● ASSIGNMENT
Lines before the one containing "pub struct ExampleReconciler;" are left out; return that line and all lines after it, exactly, through the end of the records below.

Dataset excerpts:
= = = = =
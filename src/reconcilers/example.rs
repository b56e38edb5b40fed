use async_trait::async_trait;
use tracing::info;

use super::Reconciler;

/// Placeholder capability that only reports the resource it was asked to clean up.
///
/// Replace or register alongside it with the cleanup a deployment needs.
/// It can also be run by hand, outside the controller (see the
/// `example-reconciler` binary, which reads `NAMESPACE`):
///
/// ```
/// use namespace_finalizer::reconcilers::{ExampleReconciler, Reconciler};
///
/// let runtime = tokio::runtime::Runtime::new().unwrap();
/// runtime.block_on(ExampleReconciler.reconcile("team-a")).unwrap();
/// ```
#[derive(Debug, Default, Clone, Copy)]
pub struct ExampleReconciler;

impl ExampleReconciler {
    pub const NAME: &'static str = "ExampleReconciler";
}

#[async_trait]
impl Reconciler for ExampleReconciler {
    async fn reconcile(&self, resource: &str) -> anyhow::Result<()> {
        info!("Running ExampleReconciler for namespace {}", resource);
        Ok(())
    }
}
= = = = =
● OUTPUT BELOW
pub struct ExampleReconciler;

impl ExampleReconciler {
    pub const NAME: &'static str = "ExampleReconciler";
}

#[async_trait]
impl Reconciler for ExampleReconciler {
    async fn reconcile(&self, resource: &str) -> anyhow::Result<()> {
        info!("Running ExampleReconciler for namespace {}", resource);
        Ok(())
    }
}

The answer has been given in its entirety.